Entrambi gli informatori hanno poi narrato le disagiate condizioni di vita presso l’insediamento informale in cui il ricorrente si era riparato nella zona boschiva attorno a Bihać, insieme ad un piccolo gruppo di connazionali pakistani (tra le 12 e le 15 persone), come lui in viaggio nel tentativo di raggiungere l’Europa. Hanno riferito che la situazione dell’accoglienza nella zona era in quel momento particolarmente critica, a causa della chiusura dei due campi locali più grandi, dell’incapacità delle autorità bosniache di fornire sistemazioni alternative e del conseguente sfollamento delle persone che vi erano state accolte, costrette a trovare rifugio in accampamenti di fortuna.
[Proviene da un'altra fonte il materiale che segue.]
//! CLI module for Switchyard
//!
//! Command-line interface definitions and handlers.
//!
//! # Commands
//!
//! - `serve` - Start the routing server
//! - `backends` - Show configured backends
//! - `route` - Dry-run a selection against the configured backends
//! - `config` - Configuration utilities (init)
//! - `completions` - Generate shell completions
//!
//! # Example
//!
//! ```bash
//! # Start server with default config
//! switchyard serve
//!
//! # Which backend would take an mp4 under the cost strategy?
//! switchyard route video/mp4 --size 1048576 --strategy cost
//!
//! # Generate shell completions
//! switchyard completions bash > ~/.bash_completion.d/switchyard
//! ```

pub mod backends;
pub mod completions;
pub mod config;
pub mod output;
pub mod route;
pub mod serve;

pub use completions::handle_completions;
pub use config::handle_config_init;

use clap::{Args, Parser, Subcommand};
use std::path::{Path, PathBuf};

use crate::config::SwitchyardConfig;

/// Switchyard - adaptive content routing
#[derive(Parser, Debug)]
#[command(
    name = "switchyard",
    version,
    about = "Adaptive content-routing service"
)]
pub struct Cli {
    #[command(subcommand)]
    pub command: Commands,
}

#[derive(Subcommand, Debug)]
pub enum Commands {
    /// Start the routing server
    Serve(ServeArgs),
    /// Show configured backends
    Backends(BackendsArgs),
    /// Dry-run a selection against the configured backends
    Route(RouteArgs),
    /// Configuration utilities
    #[command(subcommand)]
    Config(ConfigCommands),
    /// Generate shell completions
    Completions(CompletionsArgs),
}

#[derive(Args, Debug)]
pub struct ServeArgs {
    /// Path to configuration file
    #[arg(short, long, default_value = "switchyard.toml")]
    pub config: PathBuf,

    /// Override server port
    #[arg(short, long, env = "SWITCHYARD_PORT")]
    pub port: Option<u16>,

    /// Override server host
    #[arg(short = 'H', long, env = "SWITCHYARD_HOST")]
    pub host: Option<String>,

    /// Set log level (trace, debug, info, warn, error)
    #[arg(short, long, env = "SWITCHYARD_LOG_LEVEL")]
    pub log_level: Option<String>,

    /// Override the default routing strategy
    #[arg(short, long)]
    pub strategy: Option<String>,
}

#[derive(Args, Debug)]
pub struct BackendsArgs {
    /// Output as JSON
    #[arg(long)]
    pub json: bool,

    /// Path to configuration file
    #[arg(short, long, default_value = "switchyard.toml")]
    pub config: PathBuf,
}

#[derive(Args, Debug)]
pub struct RouteArgs {
    /// MIME type of the content, e.g. video/mp4
    pub content_type: String,

    /// Content size in bytes
    #[arg(long, default_value = "0")]
    pub size: i64,

    /// Routing strategy (content_type, cost, performance, hybrid)
    #[arg(short, long)]
    pub strategy: Option<String>,

    /// Output as JSON
    #[arg(long)]
    pub json: bool,

    /// Path to configuration file
    #[arg(short, long, default_value = "switchyard.toml")]
    pub config: PathBuf,
}

#[derive(Subcommand, Debug)]
pub enum ConfigCommands {
    /// Initialize a new configuration file
    Init(ConfigInitArgs),
}

#[derive(Args, Debug)]
pub struct ConfigInitArgs {
    /// Output file path
    #[arg(short, long, default_value = "switchyard.toml")]
    pub output: PathBuf,

    /// Overwrite existing file
    #[arg(short, long)]
    pub force: bool,
}

#[derive(Args, Debug)]
pub struct CompletionsArgs {
    /// Shell to generate completions for
    #[arg(value_enum)]
    pub shell: clap_complete::Shell,
}

/// Load a config file for the offline commands.
///
/// A missing file falls back to defaults; a file that exists but does not
/// parse is an error.
pub fn load_config_or_default(path: &Path) -> Result<SwitchyardConfig, Box<dyn std::error::Error>> {
    let config = if path.exists() {
        SwitchyardConfig::load(Some(path))?
    } else {
        SwitchyardConfig::default()
    };
    Ok(config.with_env_overrides())
}
//! Completions command implementation

use crate::cli::{Cli, CompletionsArgs};
use clap::CommandFactory;
use clap_complete::generate;
use std::io::{self, Write};

/// Handle `switchyard completions` command
pub fn handle_completions(args: &CompletionsArgs) {
    write_completions(args, &mut io::stdout());
}

/// Write the completion script for `args.shell` into `out`
pub fn write_completions(args: &CompletionsArgs, out: &mut dyn Write) {
    let mut cmd = Cli::command();
    let bin_name = cmd.get_name().to_string();
    generate(args.shell, &mut cmd, bin_name, out);
}

#[cfg(test)]
mod tests {
    use super::*;
    use clap_complete::Shell;

    #[test]
    fn test_completions_bash_mentions_subcommands() {
        let mut buf = Vec::new();
        write_completions(&CompletionsArgs { shell: Shell::Bash }, &mut buf);
        let script = String::from_utf8(buf).unwrap();
        assert!(script.contains("switchyard"));
        assert!(script.contains("route"));
    }

    #[test]
    fn test_completions_zsh() {
        let mut buf = Vec::new();
        write_completions(&CompletionsArgs { shell: Shell::Zsh }, &mut buf);
        assert!(!buf.is_empty());
    }
}
//! Metrics streaming configuration

use serde::{Deserialize, Serialize};
use std::time::Duration;

use crate::config::error::ConfigError;
use crate::metrics::HealthThresholds;

/// Metrics stream and health classification settings
#[derive(Debug, Clone, Serialize, Deserialize)]
#[serde(default)]
pub struct StreamingConfig {
    /// Tick period when a subscriber asks for none
    pub update_interval_seconds: u64,
    /// A backend with traffic below this success rate is CRITICAL
    pub low_threshold: f64,
    /// Aggregate success rate below this is a WARNING
    pub high_threshold: f64,
    /// Updates buffered per subscriber
    pub channel_capacity: usize,
}

impl Default for StreamingConfig {
    fn default() -> Self {
        Self {
            update_interval_seconds: 1,
            low_threshold: 0.5,
            high_threshold: 0.9,
            channel_capacity: 16,
        }
    }
}

impl StreamingConfig {
    pub fn thresholds(&self) -> HealthThresholds {
        HealthThresholds {
            low: self.low_threshold,
            high: self.high_threshold,
        }
    }

    pub fn update_interval(&self) -> Duration {
        Duration::from_secs(self.update_interval_seconds)
    }

    pub fn validate(&self) -> Result<(), ConfigError> {
        if self.update_interval_seconds == 0 {
            return Err(ConfigError::validation(
                "streaming.update_interval_seconds",
                "must be at least 1",
            ));
        }
        for (field, value) in [
            ("streaming.low_threshold", self.low_threshold),
            ("streaming.high_threshold", self.high_threshold),
        ] {
            if !(0.0..=1.0).contains(&value) {
                return Err(ConfigError::validation(
                    field,
                    format!("must be within [0, 1], got {}", value),
                ));
            }
        }
        if self.low_threshold > self.high_threshold {
            return Err(ConfigError::validation(
                "streaming.low_threshold",
                format!(
                    "must not exceed high_threshold ({} > {})",
                    self.low_threshold, self.high_threshold
                ),
            ));
        }
        if self.channel_capacity == 0 {
            return Err(ConfigError::validation(
                "streaming.channel_capacity",
                "must be at least 1",
            ));
        }
        Ok(())
    }
}

#[cfg(test)]
mod tests {
    use super::*;

    #[test]
    fn test_streaming_defaults() {
        let config = StreamingConfig::default();
        assert_eq!(config.update_interval(), Duration::from_secs(1));
        assert_eq!(config.thresholds(), HealthThresholds::default());
        assert!(config.validate().is_ok());
    }

    #[test]
    fn test_inverted_thresholds_rejected() {
        let config = StreamingConfig {
            low_threshold: 0.95,
            high_threshold: 0.9,
            ..StreamingConfig::default()
        };
        assert!(config.validate().is_err());
    }

    #[test]
    fn test_out_of_range_threshold_rejected() {
        let config = StreamingConfig {
            high_threshold: 1.5,
            ..StreamingConfig::default()
        };
        assert!(matches!(
            config.validate(),
            Err(ConfigError::Validation { ref field, .. }) if field == "streaming.high_threshold"
        ));
    }

    #[test]
    fn test_zero_interval_rejected() {
        let config = StreamingConfig {
            update_interval_seconds: 0,
            ..StreamingConfig::default()
        };
        assert!(config.validate().is_err());
    }
}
Gli informatori hanno anche descritto le temperature estremamente rigide (sino a venti gradi sotto lo zero), le condizioni meteorologiche caratterizzate da neve e piogge torrenziali, la mancanza di acqua corrente e di acqua potabile, la scarsità di cibo, la totale dipendenza dall’aiuto di organizzazioni internazionali quali l’OIM e della società civile locale, l’insufficienza dei beni di prima necessità comunque forniti, nonché l’insicurezza legata al costante pericolo di smantellamento del campo (formalmente irregolare) da parte delle forze dell’ordine, alle ronde dei cittadini locali ostili e ai possibili furti da partedi altri gruppi di richiedenti asilo, alla ricerca di quanto necessario alla sopravvivenza.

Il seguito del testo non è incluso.